Content starts

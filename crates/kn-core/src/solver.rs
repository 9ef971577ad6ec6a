//! Stationary-distribution solve and uptime derivation.
//!
//! πQ = 0 with sum(π) = 1 is solved as a dense linear system: the
//! generator is transposed and the last balance equation is replaced
//! by the normalization row. The replaced row is always the last one,
//! so identical inputs reproduce bit-identical results.

use crate::chain::Generator;
use crate::model::SystemConfig;
use kn_common::{Error, Result};
use kn_math::DenseMatrix;
use tracing::debug;

/// Tolerance for probability-vector cleanup: entries in
/// (-PROBABILITY_TOL, 0) are treated as numerical noise and clamped.
pub const PROBABILITY_TOL: f64 = 1e-9;

/// Result of one stationary solve.
#[derive(Debug, Clone)]
pub struct SolveOutcome {
    /// Long-run fraction of time at least k components work.
    pub uptime: f64,
    /// Stationary distribution over failed-component counts.
    pub stationary: Vec<f64>,
    /// The generator used for the solve; reusable for diagram
    /// rendering without recomputation.
    pub generator: Generator,
}

/// Compute the steady-state uptime of a k-out-of-n repairable system.
///
/// Validates the configuration, builds the birth-death generator, and
/// solves the balance equations. The returned distribution is
/// non-negative and sums to one within [`PROBABILITY_TOL`].
pub fn solve(config: &SystemConfig) -> Result<SolveOutcome> {
    config.validate()?;

    let generator = Generator::build(config);
    let stationary = stationary_distribution(&generator)?;

    let up_states = config.max_tolerable_failures() as usize;
    let uptime: f64 = stationary[..=up_states].iter().sum::<f64>().min(1.0);

    debug!(
        n = config.n,
        k = config.k,
        r = config.r,
        standby = %config.standby,
        uptime,
        "stationary solve complete"
    );

    Ok(SolveOutcome {
        uptime,
        stationary,
        generator,
    })
}

/// Left null vector of the generator, normalized to a probability
/// distribution.
fn stationary_distribution(generator: &Generator) -> Result<Vec<f64>> {
    let dim = generator.states();

    // πQ = 0 is Qᵀ πᵀ = 0; overwrite the last equation with sum(π) = 1.
    let mut system: DenseMatrix = generator.matrix().transpose();
    for col in 0..dim {
        system.set(dim - 1, col, 1.0);
    }
    let mut rhs = vec![0.0; dim];
    rhs[dim - 1] = 1.0;

    let mut pi =
        kn_math::solve(&system, &rhs).ok_or(Error::SingularSystem { states: dim })?;

    for value in &mut pi {
        if !value.is_finite() {
            return Err(Error::Numerical(format!(
                "non-finite stationary entry {value}"
            )));
        }
        if *value < 0.0 {
            if *value > -PROBABILITY_TOL {
                *value = 0.0;
            } else {
                return Err(Error::Numerical(format!(
                    "stationary entry {value} is negative beyond tolerance"
                )));
            }
        }
    }

    let total: f64 = pi.iter().sum();
    if (total - 1.0).abs() > 1e-6 {
        return Err(Error::Numerical(format!(
            "stationary mass {total} far from 1"
        )));
    }
    for value in &mut pi {
        *value /= total;
    }
    Ok(pi)
}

Content ends

| EXERCISE DESCRIPTION |
Output each entry exactly. Leave none out.

| TASK SOLUTION |
filename crates/kn-core/src/solver.rs
repository 9ef971577ad6ec6a
//! Stationary-distribution solve and uptime derivation.
//!
//! πQ = 0 with sum(π) = 1 is solved as a dense linear system: the
//! generator is transposed and the last balance equation is replaced
//! by the normalization row. The replaced row is always the last one,
//! so identical inputs reproduce bit-identical results.

use crate::chain::Generator;
use crate::model::SystemConfig;
use kn_common::{Error, Result};
use kn_math::DenseMatrix;
use tracing::debug;

/// Tolerance for probability-vector cleanup: entries in
/// (-PROBABILITY_TOL, 0) are treated as numerical noise and clamped.
pub const PROBABILITY_TOL: f64 = 1e-9;

/// Result of one stationary solve.
#[derive(Debug, Clone)]
pub struct SolveOutcome {
    /// Long-run fraction of time at least k components work.
    pub uptime: f64,
    /// Stationary distribution over failed-component counts.
    pub stationary: Vec<f64>,
    /// The generator used for the solve; reusable for diagram
    /// rendering without recomputation.
    pub generator: Generator,
}

/// Compute the steady-state uptime of a k-out-of-n repairable system.
///
/// Validates the configuration, builds the birth-death generator, and
/// solves the balance equations. The returned distribution is
/// non-negative and sums to one within [`PROBABILITY_TOL`].
pub fn solve(config: &SystemConfig) -> Result<SolveOutcome> {
    config.validate()?;

    let generator = Generator::build(config);
    let stationary = stationary_distribution(&generator)?;

    let up_states = config.max_tolerable_failures() as usize;
    let uptime: f64 = stationary[..=up_states].iter().sum::<f64>().min(1.0);

    debug!(
        n = config.n,
        k = config.k,
        r = config.r,
        standby = %config.standby,
        uptime,
        "stationary solve complete"
    );

    Ok(SolveOutcome {
        uptime,
        stationary,
        generator,
    })
}

/// Left null vector of the generator, normalized to a probability
/// distribution.
fn stationary_distribution(generator: &Generator) -> Result<Vec<f64>> {
    let dim = generator.states();

    // πQ = 0 is Qᵀ πᵀ = 0; overwrite the last equation with sum(π) = 1.
    let mut system: DenseMatrix = generator.matrix().transpose();
    for col in 0..dim {
        system.set(dim - 1, col, 1.0);
    }
    let mut rhs = vec![0.0; dim];
    rhs[dim - 1] = 1.0;

    let mut pi =
        kn_math::solve(&system, &rhs).ok_or(Error::SingularSystem { states: dim })?;

    for value in &mut pi {
        if !value.is_finite() {
            return Err(Error::Numerical(format!(
                "non-finite stationary entry {value}"
            )));
        }
        if *value < 0.0 {
            if *value > -PROBABILITY_TOL {
                *value = 0.0;
            } else {
                return Err(Error::Numerical(format!(
                    "stationary entry {value} is negative beyond tolerance"
                )));
            }
        }
    }

    let total: f64 = pi.iter().sum();
    if (total - 1.0).abs() > 1e-6 {
        return Err(Error::Numerical(format!(
            "stationary mass {total} far from 1"
        )));
    }
    for value in &mut pi {
        *value /= total;
    }
    Ok(pi)
}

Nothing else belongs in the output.